Extracted data:
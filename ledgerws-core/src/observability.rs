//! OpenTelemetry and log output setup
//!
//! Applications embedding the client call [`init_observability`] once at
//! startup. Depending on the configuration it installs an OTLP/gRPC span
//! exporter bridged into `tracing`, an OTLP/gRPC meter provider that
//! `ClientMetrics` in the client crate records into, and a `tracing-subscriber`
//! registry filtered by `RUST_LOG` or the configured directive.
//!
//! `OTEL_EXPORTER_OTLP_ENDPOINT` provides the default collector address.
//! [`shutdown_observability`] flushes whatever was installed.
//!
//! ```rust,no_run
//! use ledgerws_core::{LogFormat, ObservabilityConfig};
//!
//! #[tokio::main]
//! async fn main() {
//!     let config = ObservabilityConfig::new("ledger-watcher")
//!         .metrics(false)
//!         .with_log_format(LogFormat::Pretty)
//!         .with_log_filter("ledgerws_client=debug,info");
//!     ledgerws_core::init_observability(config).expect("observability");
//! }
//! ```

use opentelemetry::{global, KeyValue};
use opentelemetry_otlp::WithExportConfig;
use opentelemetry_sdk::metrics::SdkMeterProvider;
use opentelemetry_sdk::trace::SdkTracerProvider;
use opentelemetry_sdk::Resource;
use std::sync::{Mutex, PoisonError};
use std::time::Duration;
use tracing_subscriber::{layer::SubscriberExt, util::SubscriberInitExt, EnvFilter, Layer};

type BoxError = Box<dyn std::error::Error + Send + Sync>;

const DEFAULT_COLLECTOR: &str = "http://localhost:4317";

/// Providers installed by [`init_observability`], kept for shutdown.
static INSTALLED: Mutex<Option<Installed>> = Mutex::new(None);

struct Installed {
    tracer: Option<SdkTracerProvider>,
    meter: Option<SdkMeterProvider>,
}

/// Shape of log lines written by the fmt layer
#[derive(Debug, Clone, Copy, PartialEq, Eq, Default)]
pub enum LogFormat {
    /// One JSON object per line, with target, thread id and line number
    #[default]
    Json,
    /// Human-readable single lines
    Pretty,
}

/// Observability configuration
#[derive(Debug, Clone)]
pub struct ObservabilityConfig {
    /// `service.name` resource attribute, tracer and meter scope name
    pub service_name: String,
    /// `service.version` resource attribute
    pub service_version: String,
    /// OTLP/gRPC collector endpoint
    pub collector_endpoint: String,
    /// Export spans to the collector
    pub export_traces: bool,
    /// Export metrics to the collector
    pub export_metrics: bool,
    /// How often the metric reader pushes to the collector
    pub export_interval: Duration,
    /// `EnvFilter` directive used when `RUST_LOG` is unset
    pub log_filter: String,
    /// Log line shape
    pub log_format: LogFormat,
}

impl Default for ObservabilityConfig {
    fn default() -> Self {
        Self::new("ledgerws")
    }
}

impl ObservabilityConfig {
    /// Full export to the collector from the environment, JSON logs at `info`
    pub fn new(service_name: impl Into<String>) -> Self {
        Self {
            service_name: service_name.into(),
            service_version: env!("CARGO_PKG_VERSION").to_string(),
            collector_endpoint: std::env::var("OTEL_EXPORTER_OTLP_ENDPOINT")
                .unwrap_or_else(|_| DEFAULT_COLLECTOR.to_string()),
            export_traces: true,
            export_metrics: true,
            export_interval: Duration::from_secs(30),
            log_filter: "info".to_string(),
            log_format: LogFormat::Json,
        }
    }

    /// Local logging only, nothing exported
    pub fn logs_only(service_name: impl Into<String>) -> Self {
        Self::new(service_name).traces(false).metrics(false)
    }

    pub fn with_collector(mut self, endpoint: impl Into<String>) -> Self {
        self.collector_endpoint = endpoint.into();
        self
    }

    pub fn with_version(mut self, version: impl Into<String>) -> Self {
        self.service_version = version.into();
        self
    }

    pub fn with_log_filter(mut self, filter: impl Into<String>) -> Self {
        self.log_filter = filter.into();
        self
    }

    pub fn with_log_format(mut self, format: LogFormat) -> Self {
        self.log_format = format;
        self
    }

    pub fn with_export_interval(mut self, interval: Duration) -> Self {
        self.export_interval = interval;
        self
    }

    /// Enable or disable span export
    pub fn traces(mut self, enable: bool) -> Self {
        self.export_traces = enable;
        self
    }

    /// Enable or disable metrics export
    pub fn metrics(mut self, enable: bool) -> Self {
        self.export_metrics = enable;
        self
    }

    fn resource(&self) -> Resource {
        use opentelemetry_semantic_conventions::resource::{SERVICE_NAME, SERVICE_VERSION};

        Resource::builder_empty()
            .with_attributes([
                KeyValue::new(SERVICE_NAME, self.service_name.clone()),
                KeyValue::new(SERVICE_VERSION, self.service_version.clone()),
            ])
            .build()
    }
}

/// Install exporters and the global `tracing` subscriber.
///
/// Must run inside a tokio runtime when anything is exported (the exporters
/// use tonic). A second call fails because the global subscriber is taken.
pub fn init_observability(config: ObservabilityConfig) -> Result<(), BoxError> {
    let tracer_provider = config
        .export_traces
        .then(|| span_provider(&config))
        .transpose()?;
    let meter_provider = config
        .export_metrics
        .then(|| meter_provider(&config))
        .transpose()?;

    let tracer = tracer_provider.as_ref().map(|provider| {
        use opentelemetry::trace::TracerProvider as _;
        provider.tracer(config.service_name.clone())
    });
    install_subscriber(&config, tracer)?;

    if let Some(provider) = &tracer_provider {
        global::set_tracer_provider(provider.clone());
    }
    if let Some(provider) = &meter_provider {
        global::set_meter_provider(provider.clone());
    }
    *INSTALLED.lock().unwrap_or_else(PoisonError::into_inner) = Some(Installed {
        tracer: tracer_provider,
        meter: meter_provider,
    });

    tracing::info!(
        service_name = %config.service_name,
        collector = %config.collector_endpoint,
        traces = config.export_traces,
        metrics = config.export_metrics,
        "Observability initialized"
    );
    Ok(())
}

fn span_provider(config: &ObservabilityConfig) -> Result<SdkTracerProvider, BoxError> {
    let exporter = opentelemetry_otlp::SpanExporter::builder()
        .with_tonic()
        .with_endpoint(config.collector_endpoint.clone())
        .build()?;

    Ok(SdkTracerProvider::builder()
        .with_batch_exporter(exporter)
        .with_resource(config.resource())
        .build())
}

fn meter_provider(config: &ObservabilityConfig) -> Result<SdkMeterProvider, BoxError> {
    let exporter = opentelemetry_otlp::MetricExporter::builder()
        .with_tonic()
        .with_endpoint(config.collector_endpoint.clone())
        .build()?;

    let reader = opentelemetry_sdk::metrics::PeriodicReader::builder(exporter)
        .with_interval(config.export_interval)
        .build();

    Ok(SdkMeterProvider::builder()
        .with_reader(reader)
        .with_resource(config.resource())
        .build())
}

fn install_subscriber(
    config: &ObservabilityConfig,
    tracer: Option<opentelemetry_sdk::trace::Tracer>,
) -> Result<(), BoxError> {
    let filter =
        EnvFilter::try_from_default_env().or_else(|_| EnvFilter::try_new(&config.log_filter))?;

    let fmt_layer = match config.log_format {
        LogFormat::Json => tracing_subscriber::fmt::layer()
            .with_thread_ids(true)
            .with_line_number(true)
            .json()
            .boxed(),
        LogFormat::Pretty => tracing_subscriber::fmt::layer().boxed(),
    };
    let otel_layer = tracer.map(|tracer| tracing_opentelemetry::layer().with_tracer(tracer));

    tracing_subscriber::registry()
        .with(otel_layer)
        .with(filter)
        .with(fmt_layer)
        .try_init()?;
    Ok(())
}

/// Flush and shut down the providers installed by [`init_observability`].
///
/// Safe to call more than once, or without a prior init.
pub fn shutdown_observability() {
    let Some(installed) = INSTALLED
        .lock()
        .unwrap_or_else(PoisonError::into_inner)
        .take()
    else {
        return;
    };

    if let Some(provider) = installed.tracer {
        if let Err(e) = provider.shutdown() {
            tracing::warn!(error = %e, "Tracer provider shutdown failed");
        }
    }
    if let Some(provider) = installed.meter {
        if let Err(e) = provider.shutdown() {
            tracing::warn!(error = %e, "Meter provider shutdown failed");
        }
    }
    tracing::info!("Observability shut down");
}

Problem requirements: Locate the string "directive" in the listing above and copy every line where it occurs.

Task result:
//! registry filtered by `RUST_LOG` or the configured directive.
    /// `EnvFilter` directive used when `RUST_LOG` is unset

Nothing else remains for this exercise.